Pour attirer et conserver les bons profils. ” On engage moins pour engager mieux. Cela nous permet de proposer un salaire plus compétitif que les corporates. Par ailleurs, tous les employés disposent d’un plan stock-options. On paie aussi les tickets de train en première classe. ” Il met aussi les moyens : ” Pour recruter une personne du Brésil que nous voulions vraiment dans l’équipe, nous avons passé cinq mois pour les démarches de permis de travail et de visa “.

Heidi Rakels
Heidi Rakels© ISOPIX

Heidi Rakels CEO de Guardsquare

Ce qu’elle regarde. ” Que les candidats n’aient pas changé trop souvent de boulot, qu’ils aient fait de bonnes études, qu’ils passent de bons tests techniques, qu’ils poursuivent de beaux projets personnels, qu’ils parlent anglais, soient motivés et aient envie d’apprendre. ”

Pour attirer et conserver les bons profils. ” On offre un salaire plus élevé que le marché… mais pas trop élevé afin d’éviter que des candidats ne viennent que pour l’argent. Un environnement très international, agréable, une bonne ambiance, où les gens peuvent évoluer en même temps que l’entreprise grandit. “

Un monde qui ne convient pas à tous

Comment survivre dans la jungle des start-up? Voici les conseils des pros

“Lors de l’entretien de fin de période d’essai, mon CEO m’apprend qu’au lieu des 1.500 euros nets convenus au départ, je vais finalement être embauchée avec une paye trois fois inférieure à cause d’obscures difficultés financières. ” La jeune femme qui écrit ces lignes dans un livre intitulé Bienvenue dans le nouveau monde s’appelle Mathilde Ramadier. Elle a connu l’univers start-up à Berlin et a sorti, en 2017, un livre très médiatisé dans lequel elle dénonce la ” coolitude ” des start-up et un certain nombre de dérives.
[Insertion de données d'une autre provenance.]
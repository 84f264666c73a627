//
//  profilescout
//  api/enrich.rs
//
//  Created by Ngonidzashe Mangudya on 2026/01/12.
//  Copyright (c) 2025 IAMNGONI. All rights reserved.
//

//! Enrichment endpoints for a single profile or post.
//!
//! All of them take a LinkedIn URL and return data gathered for it:
//!
//! - [`ScoutClient::enrich_contacts`] - email addresses and phone numbers
//! - [`ScoutClient::scrape_profile`] - profile with optional history and posts
//! - [`ScoutClient::get_profile`] - profile only
//! - [`ScoutClient::post_reactions`] - who reacted to a post

use serde::{Deserialize, Serialize};

use super::client::ScoutClient;
use super::common::ApiError;
use super::params::Params;
use super::search::{Education, Experience, Post, Profile};

/// A contact detail found for a profile.
#[derive(Debug, Clone, Default, PartialEq, Serialize, Deserialize)]
#[serde(default)]
pub struct Contact {
    /// `email`, `phone` or another channel name.
    #[serde(rename = "type", alias = "kind")]
    pub kind: String,
    pub value: String,
    /// Server confidence score.
    pub rating: Option<f64>,
}

#[derive(Debug, Clone, Default, PartialEq, Serialize, Deserialize)]
#[serde(default)]
pub struct ContactsResponse {
    pub linkedin_url: Option<String>,
    pub contacts: Vec<Contact>,
}

#[derive(Debug, Clone, Default, PartialEq, Serialize, Deserialize)]
#[serde(default)]
pub struct ScrapeResponse {
    pub profile: Profile,
    pub experience: Vec<Experience>,
    pub education: Vec<Education>,
    pub posts: Vec<Post>,
}

/// The person behind a reaction.
#[derive(Debug, Clone, Default, PartialEq, Serialize, Deserialize)]
#[serde(default)]
pub struct Reactor {
    pub name: Option<String>,
    pub headline: Option<String>,
    pub linkedin_url: Option<String>,
}

#[derive(Debug, Clone, Default, PartialEq, Serialize, Deserialize)]
#[serde(default)]
pub struct Reaction {
    pub reaction_type: Option<String>,
    pub reactor: Reactor,
}

#[derive(Debug, Clone, Default, PartialEq, Serialize, Deserialize)]
#[serde(default)]
pub struct PostReactionsResponse {
    pub post_url: Option<String>,
    pub reactions: Vec<Reaction>,
    pub total: Option<u64>,
    pub page: Option<u32>,
}

/// Options for [`ScoutClient::enrich_contacts`].
#[derive(Debug, Clone, Default)]
pub struct ContactsOptions {
    pub linkedin_url: String,
    /// Look up email addresses.
    pub email_enrichment: Option<bool>,
    /// Look up phone numbers.
    pub phone_enrichment: Option<bool>,
}

impl ContactsOptions {
    pub fn to_params(&self) -> Params {
        let mut params = Params::new();
        params.insert("linkedinUrl".into(), self.linkedin_url.as_str().into());
        params.insert("emailEnrichment".into(), self.email_enrichment.into());
        params.insert("phoneEnrichment".into(), self.phone_enrichment.into());
        params
    }
}

/// Options for [`ScoutClient::scrape_profile`].
#[derive(Debug, Clone, Default)]
pub struct ScrapeOptions {
    pub linkedin_url: String,
    pub include_posts: Option<bool>,
    pub include_experience: Option<bool>,
    pub include_education: Option<bool>,
}

impl ScrapeOptions {
    pub fn to_params(&self) -> Params {
        let mut params = Params::new();
        params.insert("linkedinUrl".into(), self.linkedin_url.as_str().into());
        params.insert("includePosts".into(), self.include_posts.into());
        params.insert("includeExperience".into(), self.include_experience.into());
        params.insert("includeEducation".into(), self.include_education.into());
        params
    }
}

/// Options for [`ScoutClient::post_reactions`].
#[derive(Debug, Clone, Default)]
pub struct ReactionsOptions {
    pub post_url: String,
    /// Only reactions of this type, e.g. `like` or `celebrate`.
    pub reaction_type: Option<String>,
    /// 1-based page number.
    pub page: Option<u32>,
    pub limit: Option<u32>,
}

impl ReactionsOptions {
    pub fn to_params(&self) -> Params {
        let mut params = Params::new();
        params.insert("postUrl".into(), self.post_url.as_str().into());
        params.insert("reactionType".into(), self.reaction_type.clone().into());
        params.insert("page".into(), self.page.into());
        params.insert("limit".into(), self.limit.into());
        params
    }
}

impl ScoutClient {
    /// Finds contact details for a profile.
    pub async fn enrich_contacts(&self, options: &ContactsOptions) -> Result<ContactsResponse, ApiError> {
        self.get("/api/enrich/contacts", &options.to_params()).await
    }

    /// Scrapes a profile live.
    pub async fn scrape_profile(&self, options: &ScrapeOptions) -> Result<ScrapeResponse, ApiError> {
        self.get("/api/enrich/scrape", &options.to_params()).await
    }

    /// Fetches the stored profile for a LinkedIn URL.
    pub async fn get_profile(&self, linkedin_url: &str) -> Result<Profile, ApiError> {
        let mut params = Params::new();
        params.insert("linkedinUrl".into(), linkedin_url.into());
        self.get("/api/enrich/linkedin", &params).await
    }

    /// Lists reactions to a post.
    pub async fn post_reactions(
        &self,
        options: &ReactionsOptions,
    ) -> Result<PostReactionsResponse, ApiError> {
        self.get("/api/enrich/post-reactions", &options.to_params()).await
    }
}

#[cfg(test)]
mod tests {
    use super::*;
    use mockito::Matcher;

    const PROFILE_URL: &str = "https://www.linkedin.com/in/ada";

    fn client(url: String) -> ScoutClient {
        ScoutClient::builder()
            .api_key("sk-test")
            .base_url(url)
            .build()
            .unwrap()
    }

    #[tokio::test]
    async fn test_enrich_contacts() {
        let mut server = mockito::Server::new_async().await;
        let mock = server
            .mock("GET", "/api/enrich/contacts")
            .match_query(Matcher::AllOf(vec![
                Matcher::UrlEncoded("linkedin_url".into(), PROFILE_URL.into()),
                Matcher::UrlEncoded("email_enrichment".into(), "true".into()),
            ]))
            .with_status(200)
            .with_body(
                r#"{"linkedin_url":"https://www.linkedin.com/in/ada",
                    "contacts":[{"type":"email","value":"ada@example.com","rating":0.9}]}"#,
            )
            .create_async()
            .await;

        let options = ContactsOptions {
            linkedin_url: PROFILE_URL.into(),
            email_enrichment: Some(true),
            ..Default::default()
        };
        let response = client(server.url()).enrich_contacts(&options).await.unwrap();

        assert_eq!(response.contacts.len(), 1);
        assert_eq!(response.contacts[0].kind, "email");
        assert_eq!(response.contacts[0].rating, Some(0.9));
        mock.assert_async().await;
    }

    #[test]
    fn test_phone_flag_absent_when_unset() {
        let params = ContactsOptions {
            linkedin_url: PROFILE_URL.into(),
            ..Default::default()
        }
        .to_params();

        assert!(params["phoneEnrichment"].is_absent());
    }

    #[tokio::test]
    async fn test_scrape_profile_flags() {
        let mut server = mockito::Server::new_async().await;
        let mock = server
            .mock("GET", "/api/enrich/scrape")
            .match_query(Matcher::AllOf(vec![
                Matcher::UrlEncoded("include_posts".into(), "true".into()),
                Matcher::UrlEncoded("include_education".into(), "false".into()),
            ]))
            .with_status(200)
            .with_body(r#"{"profile":{"name":"Ada"},"posts":[{"text":"hello"}]}"#)
            .create_async()
            .await;

        let options = ScrapeOptions {
            linkedin_url: PROFILE_URL.into(),
            include_posts: Some(true),
            include_education: Some(false),
            ..Default::default()
        };
        let response = client(server.url()).scrape_profile(&options).await.unwrap();

        assert_eq!(response.posts[0].text.as_deref(), Some("hello"));
        assert!(response.education.is_empty());
        mock.assert_async().await;
    }

    #[tokio::test]
    async fn test_get_profile_not_found() {
        let mut server = mockito::Server::new_async().await;
        let _mock = server
            .mock("GET", "/api/enrich/linkedin")
            .match_query(Matcher::Any)
            .with_status(404)
            .create_async()
            .await;

        let err = client(server.url()).get_profile(PROFILE_URL).await.unwrap_err();

        assert_eq!(err.status(), 404);
        assert_eq!(err.message(), "request failed with status 404: Not Found");
    }

    #[tokio::test]
    async fn test_post_reactions() {
        let mut server = mockito::Server::new_async().await;
        let mock = server
            .mock("GET", "/api/enrich/post-reactions")
            .match_query(Matcher::AllOf(vec![
                Matcher::UrlEncoded("post_url".into(), "https://www.linkedin.com/posts/1".into()),
                Matcher::UrlEncoded("reaction_type".into(), "like".into()),
            ]))
            .with_status(200)
            .with_body(
                r#"{"reactions":[{"reaction_type":"like","reactor":{"name":"Linus"}}],
                    "total":1,"page":1}"#,
            )
            .create_async()
            .await;

        let options = ReactionsOptions {
            post_url: "https://www.linkedin.com/posts/1".into(),
            reaction_type: Some("like".into()),
            ..Default::default()
        };
        let response = client(server.url()).post_reactions(&options).await.unwrap();

        assert_eq!(response.reactions[0].reactor.name.as_deref(), Some("Linus"));
        mock.assert_async().await;
    }
}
Dans ce petit essai qui se lit facilement, elle dézingue notamment l’attitude faussement cool qu’elle a connue dès son arrivée lorsque ses patrons lui envoient un welcome kit avec les infos indispensables sur la boîte. ” J’ai l’impression qu’ils s’adressent au gagnant d’un jeu concours, âgé de 15 ans maximum, voire un peu débile “, écrit-elle. Selon l’auteure, ” les start-up s’arment d’une véritable novlangue destinée à dissimuler la loi de la jungle dans une brume de cool “. Elle y dénonce l’expérience ” d’une précarité sociale et d’un appauvrissement intellectuel inquiétants, depuis la mise en circulation d’un langage vidé de sa substance au point d’en devenir absurde jusqu’au spectacle de diplômés polyglottes venus du monde entier pour exécuter des tâches répétitives et débilitantes, se vantant en continu sur les réseaux sociaux de l’importance de leur activité professionnelle. ”

Décidément remontée, elle qualifie l’univers start-up ” d’ultralibéralisme féroce ” où se mêlent un ” mélange de fascination pour les technologies de l’information ” et une ” soumission perverse à la nouvelle économie, aux réseaux sociaux dans lesquels l’individu, sa parole, ses aspirations et son esprit critique n’ont plus de place “. Et de comparer les employés de (certaines ?) start-up à des robots d’un nouveau genre : ” des jeunes motivés qui se sentent l’âme de conquistadors et occupent des postes dont le titre reste énigmatique au commun des mortels. (…) Super rapides, flexibles, increvables et perfectionnistes, ces nouveaux aventuriers de l’ère de la data n’ont plus ni dieu ni maître, mais une nouvelle langue commune et, en l’occurrence, un seul mot à la bouche : l’innovation. “

” Bienvenue dans le nouveau monde. Comment j’ai survécu à la coolitude des start-ups “, Mathilde Ramadier, éd. Premier Parallèle, 2017, 160 p.